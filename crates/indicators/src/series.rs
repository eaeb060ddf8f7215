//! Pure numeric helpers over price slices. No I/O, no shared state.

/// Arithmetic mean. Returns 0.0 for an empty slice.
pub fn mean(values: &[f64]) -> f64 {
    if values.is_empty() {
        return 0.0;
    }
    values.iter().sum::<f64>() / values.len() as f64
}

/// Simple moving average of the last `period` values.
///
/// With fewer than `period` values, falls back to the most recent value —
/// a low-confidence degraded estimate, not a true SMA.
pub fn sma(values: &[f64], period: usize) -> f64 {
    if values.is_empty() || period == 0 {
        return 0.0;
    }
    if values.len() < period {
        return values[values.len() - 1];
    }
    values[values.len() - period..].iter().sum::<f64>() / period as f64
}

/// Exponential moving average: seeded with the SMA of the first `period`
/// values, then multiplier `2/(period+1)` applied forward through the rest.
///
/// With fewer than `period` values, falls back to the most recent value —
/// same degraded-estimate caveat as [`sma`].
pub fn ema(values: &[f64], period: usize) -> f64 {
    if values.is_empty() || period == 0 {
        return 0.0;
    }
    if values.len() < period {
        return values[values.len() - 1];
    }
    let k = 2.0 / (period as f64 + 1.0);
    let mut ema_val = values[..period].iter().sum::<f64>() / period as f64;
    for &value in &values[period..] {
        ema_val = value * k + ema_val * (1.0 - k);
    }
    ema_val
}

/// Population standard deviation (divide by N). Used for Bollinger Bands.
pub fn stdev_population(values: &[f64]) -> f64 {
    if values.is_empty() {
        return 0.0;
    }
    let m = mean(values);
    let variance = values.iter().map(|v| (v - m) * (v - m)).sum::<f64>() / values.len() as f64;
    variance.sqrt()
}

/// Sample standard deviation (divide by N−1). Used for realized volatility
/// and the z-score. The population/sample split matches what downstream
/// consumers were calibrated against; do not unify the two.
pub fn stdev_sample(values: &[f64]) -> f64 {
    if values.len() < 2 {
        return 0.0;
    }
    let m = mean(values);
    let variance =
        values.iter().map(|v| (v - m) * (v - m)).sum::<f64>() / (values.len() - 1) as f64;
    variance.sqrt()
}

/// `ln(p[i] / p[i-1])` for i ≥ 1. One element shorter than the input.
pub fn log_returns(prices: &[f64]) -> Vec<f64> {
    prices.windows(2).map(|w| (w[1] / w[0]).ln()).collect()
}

□ □ □ □ □

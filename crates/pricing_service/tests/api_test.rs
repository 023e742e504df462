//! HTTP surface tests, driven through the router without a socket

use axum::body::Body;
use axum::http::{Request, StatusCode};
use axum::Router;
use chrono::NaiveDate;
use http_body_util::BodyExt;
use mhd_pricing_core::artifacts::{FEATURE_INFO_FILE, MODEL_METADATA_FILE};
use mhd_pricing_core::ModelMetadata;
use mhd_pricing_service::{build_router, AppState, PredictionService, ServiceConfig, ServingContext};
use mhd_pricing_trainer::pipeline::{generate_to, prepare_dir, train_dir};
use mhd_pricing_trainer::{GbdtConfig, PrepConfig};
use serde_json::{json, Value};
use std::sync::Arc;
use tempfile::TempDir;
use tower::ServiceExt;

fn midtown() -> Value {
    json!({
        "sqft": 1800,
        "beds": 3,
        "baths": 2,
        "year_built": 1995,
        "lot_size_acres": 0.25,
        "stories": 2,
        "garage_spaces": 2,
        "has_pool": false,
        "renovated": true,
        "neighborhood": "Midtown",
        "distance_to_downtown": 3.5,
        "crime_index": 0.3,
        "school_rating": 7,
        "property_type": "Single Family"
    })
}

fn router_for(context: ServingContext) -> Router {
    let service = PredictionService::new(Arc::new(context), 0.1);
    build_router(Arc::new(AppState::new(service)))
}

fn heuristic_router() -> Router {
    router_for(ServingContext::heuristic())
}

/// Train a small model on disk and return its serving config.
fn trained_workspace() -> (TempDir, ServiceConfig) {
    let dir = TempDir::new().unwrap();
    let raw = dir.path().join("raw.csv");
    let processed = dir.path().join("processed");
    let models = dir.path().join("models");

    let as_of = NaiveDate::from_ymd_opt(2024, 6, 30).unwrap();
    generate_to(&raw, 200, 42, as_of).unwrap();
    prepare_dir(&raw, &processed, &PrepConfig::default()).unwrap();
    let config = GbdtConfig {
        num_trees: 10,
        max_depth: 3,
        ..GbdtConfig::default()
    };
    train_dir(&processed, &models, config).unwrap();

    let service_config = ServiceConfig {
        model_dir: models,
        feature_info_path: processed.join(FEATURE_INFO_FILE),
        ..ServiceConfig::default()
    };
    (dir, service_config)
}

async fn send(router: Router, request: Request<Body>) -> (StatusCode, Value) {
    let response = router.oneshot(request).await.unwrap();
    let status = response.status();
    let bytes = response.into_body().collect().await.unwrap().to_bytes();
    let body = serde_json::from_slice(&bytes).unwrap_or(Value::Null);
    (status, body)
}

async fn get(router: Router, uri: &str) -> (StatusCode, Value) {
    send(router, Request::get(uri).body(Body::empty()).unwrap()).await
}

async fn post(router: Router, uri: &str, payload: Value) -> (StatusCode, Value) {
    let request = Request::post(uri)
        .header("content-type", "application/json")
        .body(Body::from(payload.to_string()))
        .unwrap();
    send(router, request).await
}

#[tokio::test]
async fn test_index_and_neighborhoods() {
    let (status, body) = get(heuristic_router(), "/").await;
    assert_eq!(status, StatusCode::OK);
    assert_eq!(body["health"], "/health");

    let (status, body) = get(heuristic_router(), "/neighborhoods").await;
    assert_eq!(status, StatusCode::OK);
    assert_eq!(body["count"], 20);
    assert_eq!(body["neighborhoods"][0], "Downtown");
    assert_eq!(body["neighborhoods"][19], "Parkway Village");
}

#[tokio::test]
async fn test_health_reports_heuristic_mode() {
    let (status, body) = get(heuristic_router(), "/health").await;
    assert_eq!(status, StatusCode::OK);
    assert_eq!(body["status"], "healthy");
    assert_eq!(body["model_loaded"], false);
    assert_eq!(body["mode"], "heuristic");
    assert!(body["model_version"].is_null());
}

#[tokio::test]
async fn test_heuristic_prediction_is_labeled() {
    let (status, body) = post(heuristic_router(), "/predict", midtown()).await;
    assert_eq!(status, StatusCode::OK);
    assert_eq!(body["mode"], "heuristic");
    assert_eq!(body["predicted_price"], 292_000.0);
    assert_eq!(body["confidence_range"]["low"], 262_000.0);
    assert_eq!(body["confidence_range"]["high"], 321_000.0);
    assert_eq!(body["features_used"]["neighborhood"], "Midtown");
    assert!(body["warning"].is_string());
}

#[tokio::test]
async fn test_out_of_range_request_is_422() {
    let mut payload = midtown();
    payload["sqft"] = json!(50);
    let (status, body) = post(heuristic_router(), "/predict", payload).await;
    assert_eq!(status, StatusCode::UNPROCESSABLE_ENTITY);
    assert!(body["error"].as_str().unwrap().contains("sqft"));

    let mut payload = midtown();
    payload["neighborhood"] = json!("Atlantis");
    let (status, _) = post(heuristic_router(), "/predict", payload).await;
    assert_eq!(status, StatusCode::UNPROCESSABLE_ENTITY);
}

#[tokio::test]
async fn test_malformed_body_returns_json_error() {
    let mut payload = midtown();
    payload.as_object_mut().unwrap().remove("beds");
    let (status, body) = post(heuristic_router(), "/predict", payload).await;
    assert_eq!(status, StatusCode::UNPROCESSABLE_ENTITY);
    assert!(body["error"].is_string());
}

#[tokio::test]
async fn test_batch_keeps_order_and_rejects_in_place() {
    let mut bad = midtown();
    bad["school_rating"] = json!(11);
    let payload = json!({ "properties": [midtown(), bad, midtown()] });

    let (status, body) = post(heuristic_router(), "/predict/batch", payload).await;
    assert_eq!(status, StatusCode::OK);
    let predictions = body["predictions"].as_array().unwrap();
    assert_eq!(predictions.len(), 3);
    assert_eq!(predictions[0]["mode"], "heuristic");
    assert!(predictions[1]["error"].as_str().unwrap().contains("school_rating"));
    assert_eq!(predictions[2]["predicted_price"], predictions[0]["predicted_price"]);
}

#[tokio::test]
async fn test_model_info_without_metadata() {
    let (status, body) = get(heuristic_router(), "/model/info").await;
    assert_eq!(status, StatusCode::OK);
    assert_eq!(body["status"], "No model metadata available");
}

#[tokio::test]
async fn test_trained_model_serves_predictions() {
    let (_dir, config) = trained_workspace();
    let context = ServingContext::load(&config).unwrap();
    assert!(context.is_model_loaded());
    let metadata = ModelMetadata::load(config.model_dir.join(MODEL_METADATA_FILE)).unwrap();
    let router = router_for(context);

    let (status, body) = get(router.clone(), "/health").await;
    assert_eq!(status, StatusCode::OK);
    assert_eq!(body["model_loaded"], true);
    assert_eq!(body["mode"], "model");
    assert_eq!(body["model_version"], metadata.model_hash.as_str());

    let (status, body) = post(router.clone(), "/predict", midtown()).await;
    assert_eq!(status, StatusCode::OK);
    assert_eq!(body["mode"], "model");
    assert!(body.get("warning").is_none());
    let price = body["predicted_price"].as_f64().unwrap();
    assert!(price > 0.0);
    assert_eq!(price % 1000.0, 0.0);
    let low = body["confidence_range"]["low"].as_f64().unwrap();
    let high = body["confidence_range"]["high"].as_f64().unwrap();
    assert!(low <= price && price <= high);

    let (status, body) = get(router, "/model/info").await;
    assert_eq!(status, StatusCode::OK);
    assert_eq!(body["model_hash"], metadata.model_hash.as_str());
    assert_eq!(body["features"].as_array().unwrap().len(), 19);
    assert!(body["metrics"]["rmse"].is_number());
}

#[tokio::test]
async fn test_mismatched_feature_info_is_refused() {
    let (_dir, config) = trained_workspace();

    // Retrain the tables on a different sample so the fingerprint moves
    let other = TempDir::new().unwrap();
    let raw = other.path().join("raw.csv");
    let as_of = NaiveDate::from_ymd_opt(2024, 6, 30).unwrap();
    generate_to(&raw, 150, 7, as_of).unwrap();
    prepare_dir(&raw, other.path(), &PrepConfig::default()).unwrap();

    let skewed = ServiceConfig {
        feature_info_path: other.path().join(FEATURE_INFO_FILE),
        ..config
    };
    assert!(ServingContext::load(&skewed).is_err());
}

□ □ □ □ □

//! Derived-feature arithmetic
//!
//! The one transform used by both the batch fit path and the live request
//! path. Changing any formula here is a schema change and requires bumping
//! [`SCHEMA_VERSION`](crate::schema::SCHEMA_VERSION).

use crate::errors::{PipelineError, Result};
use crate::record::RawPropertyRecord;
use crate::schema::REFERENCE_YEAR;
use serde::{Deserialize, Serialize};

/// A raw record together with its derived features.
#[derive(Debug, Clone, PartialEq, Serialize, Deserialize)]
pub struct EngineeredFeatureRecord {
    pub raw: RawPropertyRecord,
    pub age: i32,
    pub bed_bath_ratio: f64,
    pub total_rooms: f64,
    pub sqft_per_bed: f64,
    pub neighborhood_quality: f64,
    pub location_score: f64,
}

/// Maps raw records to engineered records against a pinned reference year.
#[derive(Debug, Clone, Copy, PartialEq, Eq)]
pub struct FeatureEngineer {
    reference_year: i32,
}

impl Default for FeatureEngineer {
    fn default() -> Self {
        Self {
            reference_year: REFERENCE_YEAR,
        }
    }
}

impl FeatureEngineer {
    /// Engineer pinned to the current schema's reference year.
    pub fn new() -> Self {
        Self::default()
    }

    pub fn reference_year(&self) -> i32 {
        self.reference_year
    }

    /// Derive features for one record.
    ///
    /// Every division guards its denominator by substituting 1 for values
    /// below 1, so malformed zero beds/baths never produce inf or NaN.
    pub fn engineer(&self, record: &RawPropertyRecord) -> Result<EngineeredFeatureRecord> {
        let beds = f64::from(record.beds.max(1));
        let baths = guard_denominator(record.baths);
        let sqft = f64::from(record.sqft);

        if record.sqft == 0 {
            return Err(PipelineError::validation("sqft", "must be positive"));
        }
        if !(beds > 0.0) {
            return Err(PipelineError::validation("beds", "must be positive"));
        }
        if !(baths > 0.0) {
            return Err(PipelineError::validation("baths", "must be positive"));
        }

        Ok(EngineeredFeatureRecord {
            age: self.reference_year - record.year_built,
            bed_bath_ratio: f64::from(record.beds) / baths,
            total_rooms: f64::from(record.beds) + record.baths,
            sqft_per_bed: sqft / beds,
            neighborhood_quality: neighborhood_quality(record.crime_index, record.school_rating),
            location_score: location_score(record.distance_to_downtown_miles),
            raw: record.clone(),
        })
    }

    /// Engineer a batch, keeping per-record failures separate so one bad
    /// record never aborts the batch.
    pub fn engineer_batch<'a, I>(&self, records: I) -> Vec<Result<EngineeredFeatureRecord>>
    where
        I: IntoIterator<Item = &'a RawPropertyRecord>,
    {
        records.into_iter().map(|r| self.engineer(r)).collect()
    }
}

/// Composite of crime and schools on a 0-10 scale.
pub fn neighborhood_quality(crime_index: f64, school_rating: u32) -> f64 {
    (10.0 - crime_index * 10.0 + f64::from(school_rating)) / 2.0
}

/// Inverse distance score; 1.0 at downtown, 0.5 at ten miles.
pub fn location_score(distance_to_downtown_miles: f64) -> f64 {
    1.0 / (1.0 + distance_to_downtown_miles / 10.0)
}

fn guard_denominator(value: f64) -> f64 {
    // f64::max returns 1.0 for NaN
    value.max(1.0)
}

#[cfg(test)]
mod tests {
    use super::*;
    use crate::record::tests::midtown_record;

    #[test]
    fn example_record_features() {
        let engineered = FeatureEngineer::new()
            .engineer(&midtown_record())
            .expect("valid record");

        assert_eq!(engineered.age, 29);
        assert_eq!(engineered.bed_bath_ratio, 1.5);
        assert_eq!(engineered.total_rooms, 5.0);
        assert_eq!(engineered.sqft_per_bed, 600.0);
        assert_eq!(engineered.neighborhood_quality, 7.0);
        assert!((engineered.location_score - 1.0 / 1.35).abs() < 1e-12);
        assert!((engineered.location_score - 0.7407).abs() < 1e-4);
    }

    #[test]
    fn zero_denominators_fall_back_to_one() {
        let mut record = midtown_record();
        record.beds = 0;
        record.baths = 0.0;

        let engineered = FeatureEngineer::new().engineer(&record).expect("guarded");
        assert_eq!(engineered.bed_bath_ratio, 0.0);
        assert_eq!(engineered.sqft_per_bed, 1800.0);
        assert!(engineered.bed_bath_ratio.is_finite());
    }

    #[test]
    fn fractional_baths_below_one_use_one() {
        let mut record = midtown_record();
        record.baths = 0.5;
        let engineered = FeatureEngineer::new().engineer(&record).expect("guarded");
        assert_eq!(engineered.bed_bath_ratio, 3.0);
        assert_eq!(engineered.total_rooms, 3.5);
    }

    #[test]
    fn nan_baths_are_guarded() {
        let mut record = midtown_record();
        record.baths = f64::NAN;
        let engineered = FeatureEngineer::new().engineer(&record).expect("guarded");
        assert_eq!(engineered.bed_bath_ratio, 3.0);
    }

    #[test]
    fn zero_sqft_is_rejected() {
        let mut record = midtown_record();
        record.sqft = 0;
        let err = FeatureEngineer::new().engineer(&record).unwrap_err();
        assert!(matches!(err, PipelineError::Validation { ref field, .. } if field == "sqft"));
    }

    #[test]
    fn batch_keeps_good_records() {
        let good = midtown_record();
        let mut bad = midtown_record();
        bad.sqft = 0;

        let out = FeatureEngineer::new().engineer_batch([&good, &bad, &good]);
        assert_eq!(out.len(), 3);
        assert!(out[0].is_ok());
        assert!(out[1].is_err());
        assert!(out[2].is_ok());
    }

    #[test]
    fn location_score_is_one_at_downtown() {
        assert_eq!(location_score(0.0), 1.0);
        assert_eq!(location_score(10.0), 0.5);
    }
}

□ □ □ □ □

*TASK DIRECTIONS*. Consider the string "degraded". State how many lines of the data contain it, giving the number alone.

*REPLY TO THE EXERCISE*. 2